A word of warning first – getting to the Big Chill festival is not a simple task. You see, the festival location – the beautiful Eastnor Castle, near Ledbury in Herefordshire – has the misfortune to be on the  railway line operated by surely the UK's most incompetent train company.

First, First Great Western cancelled our train from Paddington. No matter, they said, get another train and change at Didcot. We did; but the train waiting at Didcot was, ludicrously, just three carriages long. Sitting on each others laps and in the aisles we got as far as the next stop, Oxford, where we were told to change to a replacement bus which would take us straight to the festival. Except that the meandering bus only went to one of the festival entrances; the wrong one for us.

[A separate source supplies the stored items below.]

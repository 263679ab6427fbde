//! Command execution implementations

use super::{Commands, batch, create, extract, inspect, list, load_config};

impl Commands {
    /// Execute the selected command.
    ///
    /// # Errors
    /// Returns an error if the underlying command fails.
    pub fn execute(&self) -> anyhow::Result<()> {
        match self {
            Commands::List { source, names } => list::execute(source, *names),
            Commands::Inspect {
                source,
                wav,
                config,
            } => inspect::execute(source, *wav, &load_config(config.as_deref())?),
            Commands::Extract {
                source,
                destination,
                wav,
                config,
                quiet,
            } => extract::execute(
                source,
                destination,
                *wav,
                &load_config(config.as_deref())?,
                *quiet,
            ),
            Commands::Create {
                source,
                destination,
                names,
            } => create::execute(source, destination, *names),
            Commands::Batch {
                source,
                wav,
                config,
            } => batch::execute(source, *wav, &load_config(config.as_deref())?),
        }
    }
}
//! Loading a set of sounds from a CAT archive

use std::path::Path;

use super::{
    LoadPhase, LoadProgress, LoadSummary, LoaderConfig, ProgressCallback, Sound, SoundCollection,
    SoundSlot,
};
use crate::cat::{ArchiveIndex, CatReader};
use crate::error::Result;
use crate::wav::{DecodeError, EntryDecoder, HeaderSynthesizer, WavDecoder};

/// A set of sounds loaded from one or more CAT archives.
///
/// Sound `i` of the set is entry `i` of the archive, whether or not it
/// decoded. Loading a second archive appends after the first.
///
/// A `SoundSet` does no locking of its own; keep each set (and the archive
/// it is reading) on one thread at a time.
#[derive(Debug)]
pub struct SoundSet<D: EntryDecoder = WavDecoder> {
    sounds: SoundCollection,
    config: LoaderConfig,
    decoder: D,
}

impl SoundSet<WavDecoder> {
    /// Create an empty set using the WAV decoder and the DOS format policy
    #[must_use]
    pub fn new() -> Self {
        Self::with_decoder(WavDecoder)
    }

    /// Create an empty set using the WAV decoder and a custom config
    #[must_use]
    pub fn with_config(config: LoaderConfig) -> Self {
        Self::with_decoder(WavDecoder).with_loader_config(config)
    }
}

impl Default for SoundSet<WavDecoder> {
    fn default() -> Self {
        Self::new()
    }
}

impl<D: EntryDecoder> SoundSet<D> {
    /// Create an empty set that decodes entries with `decoder`
    pub fn with_decoder(decoder: D) -> Self {
        Self {
            sounds: SoundCollection::new(),
            config: LoaderConfig::default(),
            decoder,
        }
    }

    /// Replace the loader config used by subsequent loads
    #[must_use]
    pub fn with_loader_config(mut self, config: LoaderConfig) -> Self {
        self.config = config;
        self
    }

    pub fn config(&self) -> &LoaderConfig {
        &self.config
    }

    /// Load every entry of a CAT archive.
    ///
    /// With `already_container` false, entries are raw PCM and get a WAV
    /// header synthesized from the configured format policy before
    /// decoding. With it true, entries are decoded as-is.
    ///
    /// Entries that fail to decode are kept as placeholders and do not fail
    /// the load.
    ///
    /// # Errors
    /// Returns [`Error::ArchiveOpen`](crate::Error::ArchiveOpen) if the file
    /// cannot be opened, [`Error::ArchiveCorrupt`](crate::Error::ArchiveCorrupt)
    /// if its index table is malformed, or an IO error if an entry cannot be
    /// read. On error the set is left unchanged.
    pub fn load_archive(
        &mut self,
        path: impl AsRef<Path>,
        already_container: bool,
    ) -> Result<LoadSummary> {
        self.load_archive_with_progress(path, already_container, None)
    }

    /// [`load_archive`](Self::load_archive) with progress callbacks
    ///
    /// # Errors
    /// See [`load_archive`](Self::load_archive).
    pub fn load_archive_with_progress(
        &mut self,
        path: impl AsRef<Path>,
        already_container: bool,
        progress: Option<ProgressCallback>,
    ) -> Result<LoadSummary> {
        let progress = progress.unwrap_or(&|_| {});
        let path = path.as_ref();

        progress(&LoadProgress::new(LoadPhase::ReadingIndex, 0, 1));
        let mut archive =
            CatReader::open(path)?.with_name_stripping(self.config.strip_name_prefix);

        let summary = self.load_from_index(&mut archive, already_container, Some(progress))?;
        tracing::info!(
            "Loaded {} of {} sounds from {}",
            summary.loaded,
            summary.total,
            path.display()
        );
        Ok(summary)
    }

    /// Load every entry of an already opened archive index.
    ///
    /// # Errors
    /// Returns the first error reported by `archive`; the set is left
    /// unchanged in that case.
    pub fn load_from_index<A: ArchiveIndex>(
        &mut self,
        archive: &mut A,
        already_container: bool,
        progress: Option<ProgressCallback>,
    ) -> Result<LoadSummary> {
        let progress = progress.unwrap_or(&|_| {});
        let count = archive.count();
        let total = count as usize;
        let synthesizer = HeaderSynthesizer::new(self.config.format);

        let mut summary = LoadSummary {
            total,
            ..LoadSummary::default()
        };

        // Staged so a read error part way through leaves the set untouched
        let mut staged = Vec::with_capacity(total);

        for index in 0..count {
            progress(&LoadProgress::new(
                LoadPhase::DecodingEntries,
                index as usize + 1,
                total,
            ));

            let raw = archive.read_entry(index)?;
            let result = self.decode_entry(raw, already_container, &synthesizer);
            match &result {
                Ok(sound) => {
                    tracing::debug!("Decoded sound {index} ({} bytes)", sound.len());
                    summary.loaded += 1;
                }
                Err(err) => {
                    tracing::warn!("Skipping sound {index}: {err}");
                    summary.failed += 1;
                }
            }
            staged.push(SoundSlot::from(result));
        }

        self.sounds.extend(staged);

        progress(&LoadProgress::new(LoadPhase::Complete, total, total));
        Ok(summary)
    }

    /// Decode one entry. Takes the raw buffer by value: it and any
    /// synthesized container are dropped on return, success or not.
    fn decode_entry(
        &self,
        raw: Vec<u8>,
        already_container: bool,
        synthesizer: &HeaderSynthesizer,
    ) -> std::result::Result<Sound, DecodeError> {
        if already_container {
            self.decoder.decode(&raw)
        } else {
            let container = synthesizer.synthesize(&raw);
            drop(raw);
            self.decoder.decode(&container)
        }
    }

    /// Sound at `index`, or `None` if out of range or the entry failed to
    /// decode
    pub fn get(&self, index: usize) -> Option<&Sound> {
        self.sounds.get(index)
    }

    /// Slot at `index`, including failed placeholders
    pub fn slot(&self, index: usize) -> Option<&SoundSlot> {
        self.sounds.slot(index)
    }

    /// Total number of slots in the set, failed placeholders included
    pub fn total_sounds(&self) -> usize {
        self.sounds.len()
    }

    pub fn sounds(&self) -> &SoundCollection {
        &self.sounds
    }
}

#[cfg(test)]
mod tests {
    use super::*;
    use crate::error::Error;
    use crate::wav::{PcmFormat, WAV_HEADER_SIZE};
    use pretty_assertions::assert_eq;
    use std::cell::RefCell;

    /// In-memory archive index
    struct MemoryArchive {
        entries: Vec<Vec<u8>>,
        fail_at: Option<u32>,
    }

    impl MemoryArchive {
        fn new(entries: Vec<Vec<u8>>) -> Self {
            Self {
                entries,
                fail_at: None,
            }
        }
    }

    impl ArchiveIndex for MemoryArchive {
        fn count(&self) -> u32 {
            self.entries.len() as u32
        }

        fn read_entry(&mut self, index: u32) -> Result<Vec<u8>> {
            if self.fail_at == Some(index) {
                return Err(Error::corrupt("simulated read failure"));
            }
            self.entries
                .get(index as usize)
                .cloned()
                .ok_or_else(|| Error::corrupt(format!("entry {index} out of range")))
        }
    }

    /// WAV decoder that also rejects payloads starting with 0xDE 0xAD
    fn picky_decoder(bytes: &[u8]) -> std::result::Result<Sound, DecodeError> {
        let sound = WavDecoder.decode(bytes)?;
        if sound.data().starts_with(&[0xDE, 0xAD]) {
            return Err(DecodeError::InvalidFormat("junk entry".to_string()));
        }
        Ok(sound)
    }

    #[test]
    fn test_raw_entries_get_synthesized_headers() {
        let mut archive =
            MemoryArchive::new(vec![vec![0x80; 10], Vec::new(), vec![0x7F; 5]]);
        let mut set = SoundSet::new();

        let summary = set.load_from_index(&mut archive, false, None).unwrap();

        assert_eq!(summary, LoadSummary { total: 3, loaded: 3, failed: 0 });
        assert_eq!(set.total_sounds(), 3);
        assert_eq!(set.get(0).map(Sound::len), Some(10));
        assert_eq!(set.get(1).map(Sound::len), Some(0));
        assert_eq!(set.get(2).map(Sound::len), Some(5));
        assert_eq!(set.get(0).unwrap().format(), PcmFormat::DOS_8BIT_MONO_8KHZ);
        assert!(set.get(3).is_none());
    }

    #[test]
    fn test_decode_failure_is_isolated() {
        let mut archive = MemoryArchive::new(vec![
            vec![0x80; 10],
            vec![0xDE, 0xAD, 0xBE, 0xEF],
            vec![0x7F; 5],
        ]);
        let mut set = SoundSet::with_decoder(picky_decoder);

        let summary = set.load_from_index(&mut archive, false, None).unwrap();

        assert_eq!(summary, LoadSummary { total: 3, loaded: 2, failed: 1 });
        assert_eq!(set.total_sounds(), 3);
        assert!(set.get(0).is_some());
        assert!(set.get(1).is_none());
        assert!(matches!(
            set.slot(1),
            Some(SoundSlot::Failed(DecodeError::InvalidFormat(_)))
        ));
        assert_eq!(set.get(2).map(Sound::len), Some(5));
    }

    #[test]
    fn test_container_entries_decoded_as_is() {
        let synth = HeaderSynthesizer::default();
        let mut archive = MemoryArchive::new(vec![
            synth.synthesize(&[1, 2, 3]),
            b"this is not a wav file".to_vec(),
            synth.synthesize(&[4]),
        ]);
        let mut set = SoundSet::new();

        let summary = set.load_from_index(&mut archive, true, None).unwrap();

        assert_eq!(summary.failed, 1);
        assert_eq!(set.get(0).map(Sound::data), Some(&[1u8, 2, 3][..]));
        assert!(set.get(1).is_none());
        assert_eq!(set.get(2).map(Sound::data), Some(&[4u8][..]));
    }

    #[test]
    fn test_read_error_leaves_set_unchanged() {
        let mut first = MemoryArchive::new(vec![vec![0x80; 2]]);
        let mut set = SoundSet::new();
        set.load_from_index(&mut first, false, None).unwrap();

        let mut broken = MemoryArchive::new(vec![vec![0x80; 2], vec![0x80; 2], vec![0x80; 2]]);
        broken.fail_at = Some(2);
        assert!(set.load_from_index(&mut broken, false, None).is_err());
        assert_eq!(set.total_sounds(), 1);
    }

    #[test]
    fn test_repeated_loads_append() {
        let mut set = SoundSet::new();
        set.load_from_index(&mut MemoryArchive::new(vec![vec![1; 3]]), false, None)
            .unwrap();
        set.load_from_index(&mut MemoryArchive::new(vec![vec![2; 4], vec![3; 5]]), false, None)
            .unwrap();

        assert_eq!(set.total_sounds(), 3);
        assert_eq!(set.get(2).map(Sound::len), Some(5));
    }

    #[test]
    fn test_format_policy_from_config() {
        let config = LoaderConfig {
            format: PcmFormat::new(1, 11025, 8),
            ..LoaderConfig::default()
        };
        let mut set = SoundSet::with_config(config);
        set.load_from_index(&mut MemoryArchive::new(vec![vec![0x80; 11025]]), false, None)
            .unwrap();

        let sound = set.get(0).unwrap();
        assert_eq!(sound.format().sample_rate, 11025);
        assert_eq!(sound.duration_ms(), 1000);
    }

    #[test]
    fn test_decoder_sees_exact_container() {
        let seen = RefCell::new(Vec::new());
        let recorder = |bytes: &[u8]| -> std::result::Result<Sound, DecodeError> {
            seen.borrow_mut().push(bytes.len());
            WavDecoder.decode(bytes)
        };
        let mut set = SoundSet::with_decoder(recorder);
        set.load_from_index(&mut MemoryArchive::new(vec![vec![0; 10], vec![]]), false, None)
            .unwrap();

        assert_eq!(*seen.borrow(), vec![WAV_HEADER_SIZE + 10, WAV_HEADER_SIZE]);
    }

    #[test]
    fn test_progress_reports_every_entry() {
        let phases = RefCell::new(Vec::new());
        let callback = |p: &LoadProgress| phases.borrow_mut().push((p.phase, p.current));

        let mut set = SoundSet::new();
        set.load_from_index(
            &mut MemoryArchive::new(vec![vec![0; 1], vec![0; 1]]),
            false,
            Some(&callback),
        )
        .unwrap();

        assert_eq!(
            *phases.borrow(),
            vec![
                (LoadPhase::DecodingEntries, 1),
                (LoadPhase::DecodingEntries, 2),
                (LoadPhase::Complete, 2),
            ]
        );
    }
}
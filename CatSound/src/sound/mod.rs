//! Sound sets loaded from CAT archives
//!
//! [`SoundSet`] drives a load: it walks the archive index, synthesizes WAV
//! headers for raw payloads, decodes every entry, and stores the outcome in
//! a [`SoundCollection`] at the entry's archive index. An entry that fails
//! to decode is kept as a [`SoundSlot::Failed`] placeholder so the indices
//! stay aligned with the archive.

mod collection;
mod config;
mod set;
mod types;

pub use collection::{SoundCollection, SoundSlot};
pub use config::LoaderConfig;
pub use set::SoundSet;
pub use types::{LoadPhase, LoadProgress, LoadSummary, ProgressCallback, Sound};
//! CLI command for packing a directory into a CAT file

use std::path::Path;

use crate::cat::CatWriter;

pub fn execute(source: &Path, destination: &Path, names: bool) -> anyhow::Result<()> {
    let mut files: Vec<_> = std::fs::read_dir(source)?
        .filter_map(std::result::Result::ok)
        .map(|entry| entry.path())
        .filter(|path| path.is_file())
        .collect();
    files.sort();

    let mut writer = CatWriter::new();
    for path in &files {
        let data = std::fs::read(path)?;
        if names {
            let name = path
                .file_name()
                .map(|n| n.to_string_lossy().to_string())
                .unwrap_or_default();
            writer.add_named_entry(&name, &data)?;
        } else {
            writer.add_entry(data);
        }
    }

    writer.write_file(destination)?;
    println!(
        "Packed {} files into {}",
        writer.len(),
        destination.display()
    );

    Ok(())
}
//! CLI progress display utilities

use std::time::Duration;

use console::{Emoji, style};
use indicatif::{HumanDuration, ProgressBar, ProgressStyle};

/// Magnifying glass - for reading/scanning operations
pub static LOOKING_GLASS: Emoji<'_, '_> = Emoji("🔍 ", "");
/// Speaker - for decoding operations
pub static SPEAKER: Emoji<'_, '_> = Emoji("🔊 ", "");
/// Floppy disk - for writing/saving operations
pub static DISK: Emoji<'_, '_> = Emoji("💾 ", "");
/// Sparkles - for completion
pub static SPARKLE: Emoji<'_, '_> = Emoji("✨ ", "");

/// Print a step indicator: `[1/3] 🔍 Message...`
pub fn print_step(current: usize, total: usize, emoji: Emoji, msg: &str) {
    println!(
        "{} {}{}",
        style(format!("[{current}/{total}]")).bold().dim(),
        emoji,
        msg
    );
}

/// Print completion message: `✨ Done in 2s`
pub fn print_done(elapsed: Duration) {
    println!("{} Done in {}", SPARKLE, HumanDuration(elapsed));
}

/// Progress bar style for determinate progress
///
/// Format: `Decoding [████████░░░░░░░░] 50/100`
///
/// # Panics
/// Panics if the template string is invalid (this is a compile-time constant).
#[must_use]
pub fn bar_style() -> ProgressStyle {
    ProgressStyle::default_bar()
        .template("{msg} [{bar:40.cyan/blue}] {pos}/{len}")
        .expect("valid template")
}

/// Create a simple progress bar
#[must_use]
pub fn simple_bar(total: u64, msg: &str) -> ProgressBar {
    let pb = ProgressBar::new(total);
    pb.set_style(bar_style());
    pb.set_message(msg.to_string());
    pb
}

And so as night fell we found ourselves trekking a couple of miles down a dark track towards the festival site. This had better be good, I thought. Thankfully, it was.

The festival's name suggests its atmosphere, and when the site hove into view, illuminated by strings of lanterns the length and breadth of Eastnor Castle Deer Park, the heart of even this grumpy old man began to melt. Picking up our wristbands was simplicity itself, we had the tent up in minutes, and so as we headed for the music, the spring was back in our steps.

We'd made it just in time for Massive Attack, headlining on the Friday night following Thom Yorke. Massive Attack have been a favourite band of mine – but this was the second time I'd seen them at a festival, and again they failed to inspire. Perhaps the format just doesn't suit their music – I can imagine they use the reverb acoustic of an enclosed venue to good effect, whereas here the sometimes epic sounds escape straight into the atmosphere.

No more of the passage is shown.